Wie kann ich meinem Kompilat klarmachen, dass es die libj3dcore-ogl.so fressen soll?

Viele Grüße,

Bergtroll


----------



## Bergtroll (9. Aug 2011)

Hmm... wenn ich das Proggy mit  "-Djava.library.path=/home/marius/workspace/MeineTollesProjekt/lib/" aufrufe, dann gehts.... Dass muss doch auch Ant beizubringen sein?


----------



## Wildcard (10. Aug 2011)

Classpath und Library Path sind verschiedene Dinge. Damit System.loadLibrary funktioniert müsste die Bibliothek im Library Path liegen. Tut sie das nicht brauchst du System#load (dort kannst du einen Pfad angeben).
Anders gesagt: Mit Ant lässt sich das nicht lösen, entweder du setzt den Library Path beim Programmstart, oder du musst die Bibliothek anders laden.


----------



## Bergtroll (10. Aug 2011)

Hey Wildcard,

danke für die Antwort, auf irgendeinen Tipp von dir hin, habe ich in der Vergangenheit OSGi benutzt, da war das so schön leicht zu lösen , diesmal geht das leider nicht... Naja, habe jetzt mal versucht, das System.load zu nutzen. Weisst du, ob es da irgendwelche Beschränkungen gibt? Habe nämlich vorhin mal testweise einen absoluten Pfad zur library hardgecodet von dem ich zu 100% sicher weiß, dass er existiert. Allerdings ausserhalb des Pfades in welchem das JAR lag, den bereits beschriebenen Fehler gab es leider trotzdem.

Viele Grüße,

Bergtroll


----------



## Wildcard (10. Aug 2011)

> danke für die Antwort, auf irgendeinen Tipp von dir hin, habe ich in der Vergangenheit OSGi benutzt, da war das so schön leicht zu lösen


Da fragt man sich warum du nicht bei OSGi geblieben bist.

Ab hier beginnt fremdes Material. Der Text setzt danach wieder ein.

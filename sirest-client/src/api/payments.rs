use super::endpoints;
use crate::error::ClientResult;
use crate::http::HttpClient;
use crate::session::Session;
use crate::SirestClient;
use shared::models::{Payment, PaymentCreate};

impl<C: HttpClient> SirestClient<C> {
    pub async fn list_payments(&self, session: &Session) -> ClientResult<Vec<Payment>> {
        self.fetch_or_default(endpoints::PAYMENTS, "payments", Some(session))
            .await
    }

    /// Raw create. Prefer [`PaymentService::settle`](crate::PaymentService::settle).
    pub async fn create_payment(
        &self,
        session: &Session,
        payment: &PaymentCreate,
    ) -> ClientResult<Payment> {
        self.post_for(endpoints::PAYMENTS, "payment", payment, Some(session))
            .await
    }
}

> Weisst du, ob es da irgendwelche Beschränkungen gibt? Habe nämlich vorhin mal testweise einen absoluten Pfad zur library hardgecodet von dem ich zu 100% sicher weiß, dass er existiert. Allerdings ausserhalb des Pfades in welchem das JAR lag, den bereits beschriebenen Fehler gab es leider trotzdem.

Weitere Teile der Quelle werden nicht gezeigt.